Interview: Stephen Suen

How does Myanmar’s property development segment compare with other ASEAN members? What makes it a worthwhile investment destination?

STEPHEN SUEN: During the initial stages of the opening of their markets, some emerging economies were not ready for globalisation and modernisation. Myanmar is slightly different. There are a lot of reasons – including the fact that there is a British common-law system – that attract foreign companies here. The country is very rich in resources and can be more attractive than other ASEAN states because it is in the centre of three big markets: one is China, another is India and the last is ASEAN. Those blocs account for approximately 50% of the total population of the world. Few countries can match what this proximity offers.

Another way in which Myanmar differs from other emerging economies is that, while they typically begin economic reform first and delay political reform, Myanmar has started economic and political reforms almost simultaneously. This is very important because it allows economic growth to be sustainable. In terms of smoothness and speed in modernisation, Myanmar is one of the best examples that I have seen.

Another draw is the people. English language proficiency is high and the people here are very welcoming and enthusiastic. The intrinsic characteristics that exist in this country are very positive and together create an appealing environment for investors.

What is the current project finance environment in the country, and how do you expect the arrival of foreign banks to impact loan growth?

SUEN: Financing can be a very difficult topic as far as emerging markets are concerned. In Myanmar there are very efficient banks but there are also constraints. Currently there is not a big enough asset portfolio to support large-scale project financing. Because of this, larger projects are generally only successful if they are being funded by banks based outside of Myanmar. Additionally, in some cases, projects can also be financed by companies that have greater resources and good track records based on past projects.

I think the Myanmar government has been very clear that, based on what we have learned from other emerging markets, the opening of the banking sector cannot be done at a very fast speed, as local banks need to have time to adjust. So far, few new licences have been granted and the activities of foreign banks are limited.

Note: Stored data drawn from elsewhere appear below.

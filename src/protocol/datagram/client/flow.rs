//! Pure send-flow state machine: `(state, event) → action`. No bus, no
//! timer; the async [`DatagramClient`](super::DatagramClient) feeds it.
use crate::core::{Alias, NodeId};
use crate::protocol::datagram::codes::DatagramResult;
use crate::protocol::messages::{mti, AddressedMessage};

#[derive(Debug, Clone, Copy, PartialEq, Eq)]
#[cfg_attr(feature = "defmt", derive(defmt::Format))]
pub enum FlowState {
    Idle,
    ResolvingAlias,
    Transmitting,
    AwaitingResponse,
    Done,
}

#[derive(Debug, Clone, Copy, PartialEq, Eq)]
#[cfg_attr(feature = "defmt", derive(defmt::Format))]
pub enum FlowEvent {
    /// Begin; `cached_alias` is the destination alias when already known.
    Start {
        node_id: NodeId,
        cached_alias: Option<Alias>,
    },
    AliasResolved(Alias),
    ResolutionTimeout,
    /// Last frame handed to the bus.
    Transmitted,
    Response(AddressedMessage),
    ResponseTimeout,
}

#[derive(Debug, Clone, Copy, PartialEq, Eq)]
#[cfg_attr(feature = "defmt", derive(defmt::Format))]
pub enum FlowAction {
    /// Look the alias of `node_id` up on the bus.
    ResolveAlias { node_id: NodeId },
    /// Send every frame of the datagram to `destination`.
    Transmit { destination: Alias },
    StartResponseTimer,
    /// Nothing to do; keep waiting for the next event.
    Wait,
    /// Terminal result, produced exactly once.
    Complete(DatagramResult),
}

/// One outgoing datagram from `source`.
#[derive(Debug, Clone, Copy)]
pub struct SendFlow {
    state: FlowState,
    source: Alias,
    destination: Alias,
}

impl SendFlow {
    pub const fn new(source: Alias) -> Self {
        Self {
            state: FlowState::Idle,
            source,
            destination: 0,
        }
    }

    pub fn state(&self) -> FlowState {
        self.state
    }

    /// Destination alias, 0 until resolved.
    pub fn destination(&self) -> Alias {
        self.destination
    }

    pub fn handle(&mut self, event: FlowEvent) -> FlowAction {
        match (self.state, event) {
            (
                FlowState::Idle,
                FlowEvent::Start {
                    cached_alias: Some(alias),
                    ..
                },
            ) => self.transmit(alias),
            (
                FlowState::Idle,
                FlowEvent::Start {
                    node_id,
                    cached_alias: None,
                },
            ) => {
                self.state = FlowState::ResolvingAlias;
                FlowAction::ResolveAlias { node_id }
            }
            (FlowState::ResolvingAlias, FlowEvent::AliasResolved(alias)) => self.transmit(alias),
            (FlowState::ResolvingAlias, FlowEvent::ResolutionTimeout) => {
                self.complete(DatagramResult::destination_not_found())
            }
            (FlowState::Transmitting, FlowEvent::Transmitted) => {
                self.state = FlowState::AwaitingResponse;
                FlowAction::StartResponseTimer
            }
            // A rejection may arrive before the last frame left (e.g. too long).
            (
                FlowState::Transmitting | FlowState::AwaitingResponse,
                FlowEvent::Response(message),
            ) => {
                if message.source != self.destination || message.destination != self.source {
                    return FlowAction::Wait;
                }
                match classify_response(&message) {
                    Some(result) => self.complete(result),
                    None => FlowAction::Wait,
                }
            }
            (FlowState::AwaitingResponse, FlowEvent::ResponseTimeout) => {
                self.complete(DatagramResult::timeout())
            }
            _ => FlowAction::Wait,
        }
    }

    fn transmit(&mut self, destination: Alias) -> FlowAction {
        self.state = FlowState::Transmitting;
        self.destination = destination;
        FlowAction::Transmit { destination }
    }

    fn complete(&mut self, result: DatagramResult) -> FlowAction {
        self.state = FlowState::Done;
        FlowAction::Complete(result)
    }
}

/// Result word for a response message, or `None` when the message does not
/// end the flow.
pub fn classify_response(message: &AddressedMessage) -> Option<DatagramResult> {
    match message.mti {
        mti::DATAGRAM_OK => Some(DatagramResult::ok(
            message.payload().first().copied().unwrap_or(0),
        )),
        mti::DATAGRAM_REJECTED => Some(
            message
                .error_code()
                .map(DatagramResult::rejected)
                .unwrap_or(DatagramResult::PERMANENT_ERROR),
        ),
        mti::OPTIONAL_INTERACTION_REJECTED | mti::TERMINATE_DUE_TO_ERROR => {
            let Some(code) = message.error_code() else {
                return Some(DatagramResult::PERMANENT_ERROR);
            };
            match message.rejected_mti() {
                Some(rejected) if rejected != mti::DATAGRAM => None,
                _ => Some(DatagramResult::rejected(code)),
            }
        }
        _ => None,
    }
}
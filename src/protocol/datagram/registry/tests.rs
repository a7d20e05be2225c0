use super::*;

const NODE: NodeId = 0x0501_01FF_FFDD;
const OTHER: NodeId = 0x0501_01FF_FF22;

fn accept(_: IncomingDatagram) -> DatagramReply {
    DatagramReply::ok()
}

fn pending(_: IncomingDatagram) -> DatagramReply {
    DatagramReply::ok_reply_pending()
}

static ACCEPT: fn(IncomingDatagram) -> DatagramReply = accept;
static PENDING: fn(IncomingDatagram) -> DatagramReply = pending;
static REJECT: RejectAll = RejectAll { code: 0x1042 };

fn datagram(payload: &[u8]) -> IncomingDatagram {
    IncomingDatagram {
        source: NodeHandle::from_alias(0x555),
        destination: NODE,
        payload: DatagramPayload::from_slice(payload).unwrap(),
    }
}

fn reply_of(handler: Option<&dyn DatagramHandler>) -> Option<DatagramReply> {
    handler.map(|h| h.handle_datagram(datagram(&[0x20])))
}

#[test]
/// An exact registration answers only for its own node.
fn exact_lookup() {
    let registry: DatagramRegistry<'_, 4> = DatagramRegistry::new();
    registry.insert(Some(NODE), 0x20, &ACCEPT).unwrap();
    assert_eq!(reply_of(registry.lookup(NODE, 0x20)), Some(DatagramReply::ok()));
    assert!(registry.lookup(OTHER, 0x20).is_none());
    assert!(registry.lookup(NODE, 0x21).is_none());
}

#[test]
/// Exact node beats wildcard regardless of insertion order.
fn exact_beats_wildcard() {
    let registry: DatagramRegistry<'_, 4> = DatagramRegistry::new();
    registry.insert(None, 0x20, &REJECT).unwrap();
    registry.insert(Some(NODE), 0x20, &PENDING).unwrap();
    assert_eq!(
        reply_of(registry.lookup(NODE, 0x20)),
        Some(DatagramReply::ok_reply_pending())
    );
    assert_eq!(
        reply_of(registry.lookup(OTHER, 0x20)),
        Some(DatagramReply::Rejected { code: 0x1042 })
    );
}

#[test]
/// Duplicate exact keys: the first registration wins until removed.
fn duplicate_first_wins() {
    let registry: DatagramRegistry<'_, 4> = DatagramRegistry::new();
    registry.insert(Some(NODE), 0x20, &ACCEPT).unwrap();
    registry.insert(Some(NODE), 0x20, &PENDING).unwrap();
    assert_eq!(reply_of(registry.lookup(NODE, 0x20)), Some(DatagramReply::ok()));

    assert!(registry.remove(Some(NODE), 0x20, &ACCEPT));
    assert_eq!(
        reply_of(registry.lookup(NODE, 0x20)),
        Some(DatagramReply::ok_reply_pending())
    );
}

#[test]
/// Removal matches on key and handler address.
fn remove_requires_same_handler() {
    let registry: DatagramRegistry<'_, 4> = DatagramRegistry::new();
    registry.insert(None, 0x20, &ACCEPT).unwrap();
    assert!(!registry.remove(None, 0x20, &PENDING));
    assert!(!registry.remove(Some(NODE), 0x20, &ACCEPT));
    assert!(!registry.remove(None, 0x21, &ACCEPT));
    assert_eq!(registry.len(), 1);
    assert!(registry.remove(None, 0x20, &ACCEPT));
    assert!(registry.is_empty());
    assert!(registry.lookup(NODE, 0x20).is_none());
}

#[test]
/// A full registry refuses new entries; removal frees a slot.
fn capacity() {
    let registry: DatagramRegistry<'_, 2> = DatagramRegistry::new();
    registry.insert(None, 0x20, &ACCEPT).unwrap();
    registry.insert(None, 0x21, &ACCEPT).unwrap();
    assert_eq!(registry.insert(None, 0x22, &ACCEPT), Err(RegistryError::Full));
    assert!(registry.remove(None, 0x20, &ACCEPT));
    registry.insert(None, 0x22, &ACCEPT).unwrap();
    assert!(registry.lookup(NODE, 0x22).is_some());
}

#[test]
/// Closures are handlers too.
fn closure_handler() {
    let echo_len = |datagram: IncomingDatagram| DatagramReply::Ok {
        flags: datagram.payload.len() as u8,
    };
    let registry: DatagramRegistry<'_, 1> = DatagramRegistry::new();
    registry.insert(None, 0x30, &echo_len).unwrap();
    let handler = registry.lookup(NODE, 0x30).unwrap();
    assert_eq!(
        handler.handle_datagram(datagram(&[0x30, 1, 2])),
        DatagramReply::Ok { flags: 3 }
    );
}

#[test]
/// `RejectAll` defaults to the permanent "not implemented" code.
fn reject_all_default() {
    assert_eq!(
        RejectAll::default().handle_datagram(datagram(&[0x20])),
        DatagramReply::Rejected { code: 0x1000 }
    );
}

By opening the market, however, smaller banks could benefit from larger banks, as interbank financing arrangements could be created.

According to my past experience, the biggest constraint in most emerging markets is the shortage of money. Slowly introducing the entrance of large foreign banks will activate the money market and this will produce a multiplying effect, providing benefits to both corporations and consumers.

I think the government is clever and will monitor the speed of this process, because it needs to give local banks time to catch up in terms of the level of expertise required to be successful.

How would you assess Myanmar’s property laws in comparison to other countries in the region?

SUEN: Contrary to what we find in other emerging economies, property rights in Myanmar are quite clear. However, because new kinds of properties, such as high rises, are being built, property laws need to be defined in a more refined manner. This should also be done for condominium laws, because these types of properties did not exist 40 years ago and the current lease and ownership rights are not clear. The condominium laws are being processed, but we must wait to see how comprehensive they will be. As property laws are being refined and the financial environment is strengthened, we will see the legal structure of Myanmar’s property market match the average of ASEAN countries.

I would also like to see Myanmar allow foreign ownership, but the government must first make sure there is enough land supply to moderate price fluctuation.